North American markets were in the red Friday amid a mixed bag of quarterly financial reports and signs that Canada's private sector continued to add jobs last month even as the overall unemployment rate rose in June.
The S&P/TSX composite index dipped 30.30 points to 12,522.62. The Canadian dollar was up 0.20 of a cent to 97.06 cents US.
On Wall Street, the U.S. indexes fell after a small bounce-back in early trading. The Dow Jones industrials index dropped 71.50 points to 15,426.82, the Nasdaq dipped 4.02 points to 3,665.10 while the S&P pulled back 5.18 points to 1,692.30.
An onslaught of data from China, the world's second-largest economy, was not enough to lift the markets, as figures overnight showed that Chinese inflation in July was steady at an annual rate of 2.7 per cent – slightly below an expected modest increase to 2.8 per cent.
Industrial production rose 9.7 per cent in the year to June, ahead of expectations for a nine per cent increase and retail sales grew 13.2 per cent in July from a year earlier, slightly slower than June's growth rate.
Overall, analysts said the figures added weight to the argument that the recent soft patch in the economic powerhouse may have come to an end. However, market reaction was fairly muted, as stocks had rallied already on Thursday after strong Chinese trade numbers.

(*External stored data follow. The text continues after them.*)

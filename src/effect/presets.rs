//! Ready-made effects.

use std::f64::consts::PI;

use crate::anim::{Easing, Timeline, Transform};
use crate::core::vec3::Vec3;
use crate::effect::context::ParticleContext;
use crate::effect::entity::{EntityEffectSpec, EntityParams, RigSpec};
use crate::effect::particle::{Color, ParticleEffectSpec, ParticleKind, ParticleParams};
use crate::error::{EffectError, Result};
use crate::shape::{shape, Circle};
use crate::world::{BodyId, Location};
use crate::TICK_RATE;

/// Samples on the ring of [`ring_pulse`].
pub const RING_SAMPLES: u32 = 96;

/// Damage dealt by [`line_strike`].
pub const LINE_STRIKE_DAMAGE: f64 = 20.0;

/// Rig model bound by [`line_strike`].
pub const LINE_STRIKE_MODEL: &str = "viperwolf";

/// Red dust ring whose X/Z scale swells and relaxes once over `secs`.
pub fn ring_pulse(
    context: ParticleContext,
    center: impl Fn() -> Option<Location> + Send + Sync + 'static,
    radius: f64,
    secs: f64,
) -> Result<ParticleEffectSpec> {
    let duration = (secs * TICK_RATE as f64) as u32;
    let pulse = |t: f64| 1.0 + 0.5 * (t * PI).sin();

    ParticleEffectSpec::builder()
        .context(context)
        .origin(center)
        .shape(shape(Circle::new(radius, RING_SAMPLES)?))
        .transform(
            Transform::identity()
                .with_scale(move |t| Vec3::new(pulse(t), t, pulse(t)))
                .with_rotate(|_| Vec3::ZERO),
        )
        .params(ParticleParams {
            color: Some(Color::rgb(255, 80, 80)),
            size: 1.5,
            ..ParticleParams::new(ParticleKind::Dust)
        })
        .timeline(Timeline::new(duration, Easing::linear(), false)?)
        .build()
}

/// Flame spiral of `samples` points climbing `height` over `turns` turns.
///
/// The spiral scrolls upward as progress advances.
pub fn spiral_ascend(
    context: ParticleContext,
    center: impl Fn() -> Option<Location> + Send + Sync + 'static,
    height: f64,
    turns: u32,
    samples: u32,
) -> Result<ParticleEffectSpec> {
    if samples == 0 {
        return Err(EffectError::invalid("spiral needs at least one sample"));
    }
    let spiral = move |progress: f64, _seed: i64| {
        (0..samples)
            .map(|i| {
                let t = (i as f64 / samples as f64 + progress) % 1.0;
                let angle = 2.0 * PI * turns as f64 * t;
                Vec3::new(angle.cos() * 1.5, height * t, angle.sin() * 1.5)
            })
            .collect::<Vec<_>>()
    };

    ParticleEffectSpec::builder()
        .context(context)
        .origin(center)
        .shape(shape(spiral))
        .params(ParticleParams {
            speed: 0.01,
            ..ParticleParams::new(ParticleKind::Flame)
        })
        .timeline(Timeline::linear(100)?)
        .build()
}

/// Proxy that slides forward one block per unit progress from one block in
/// front of `start`, striking the first living bodies it passes through.
///
/// A hit damages the target and removes the proxy, which ends the effect.
pub fn line_strike(caster: BodyId, start: Location) -> Result<EntityEffectSpec> {
    let params = EntityParams {
        visible: true,
        collidable: true,
        speed: 1.0,
        ..Default::default()
    }
    .with_fixed_hitbox(0.5)
    .on_attack(|hit| {
        hit.world.damage(hit.target, LINE_STRIKE_DAMAGE, hit.caster);
        hit.world.remove_body(hit.proxy);
        Ok(())
    })
    .with_rig(RigSpec::model(LINE_STRIKE_MODEL));

    EntityEffectSpec::builder(caster)
        .origin(start)
        .offset(Vec3::X)
        .transform(Transform::identity().with_translate(|t| Vec3::new(t, 0.0, 0.0)))
        .params(params)
        .timeline(Timeline::linear(100)?)
        .build()
}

"The news out of China still needs to be digested by the market. The market has been accustomed to relative disappointment on the Chinese economic front – growth slowing through last year and into this year, uncertainty over the direction of monetary policy," said Andrew Pyle, associate director of wealth management for Scotia MacLeod.
He said as a result, little reaction on the markets may be investors waiting to see weather the numbers are in fact true.
"I think the market is unwilling to jump in with both feet simply because a number of good numbers came in overnight from China," said Pyle, from Peterborough, Ont.
"You have a market now that is tired. We've been through the second quarter of the U.S. earnings seasona You have a market now that is searching for the next reason to stay positive and I think you're starting to see some of that fatigue."
Meanwhile, a double-dose of economic news was also released in Canada, potentially indicating that the economy wasn't faring at a pace that some have come to expect.
Statistics Canada says a surprisingly high 39,400 net jobs were lost last month, with public sector workers and youth taking on the biggest share of the losses. On a positive note, however, Canada's private sector employers added 31,400 jobs.
The official unemployment rate is now 7.2 per cent, one-tenth of a point higher than in June.
The Canada Mortgage and Housing Corp. also reported that total housing starts continued to be relatively stable in July.
The federal agency estimates there were 17,993 actual starts in July which, extrapolated over 12 months, gives a seasonally adjusted annual rate of 192,853 starts. That was slightly down from June's adjusted annual rate of 193,797 starts.
On the TSX, BlackBerry (TSX:BB) shares rose more than five per cent, or 49 cents, on news that the Canadian smartphone-maker's chief executive officer and board of directors are warming to the idea of taking the company private.
The reports from Reuters said no decision was imminent and BlackBerry issued a brief statement saying it doesn't comment on rumours or speculation. The Toronto-listed shares climbed to $10 in late-morning trading.
Meanwhile, autoparts giant Magna International Inc. (TSX:MG) reported a $415-million (U.S.) profit and record-high second-quarter sales, which were up 16 per cent from the same time last year and well above analyst estimates.
Magna now expects between $33.3-billion and $34.7-billion of sales in 2013 – about $700-million higher than Magna's outlook in May when its first-quarter results were issued. Magna shares were ahead $2.41 or three per cent to $82.56.
Brookfield Asset Management Inc. (TSX:BAM.A) is also reporting $802-million of net income and $464-million of funds from operations for common shareholders in the second quarter. Both results were more than double the levels a year earlier, when the Toronto-based asset manager had $379-million of net income and $159-million of funds from operations.
Brookfield is one of Canada's largest asset managers, with numerous publicly traded subsidiaries and investments primarily focused on real estate, power generation and natural resources, particularly in the forestry sector. Despite the positive earnings, its shares dipped 14 cents to $38.44 On the commodities front, December bullion dropped 80 cents to $1,309.10 an ounce.
The September crude contract on the New York Mercantile Exchange moved up $1.98 cents to $105.30 a barrel. Copper was ahead four cents to $3.31.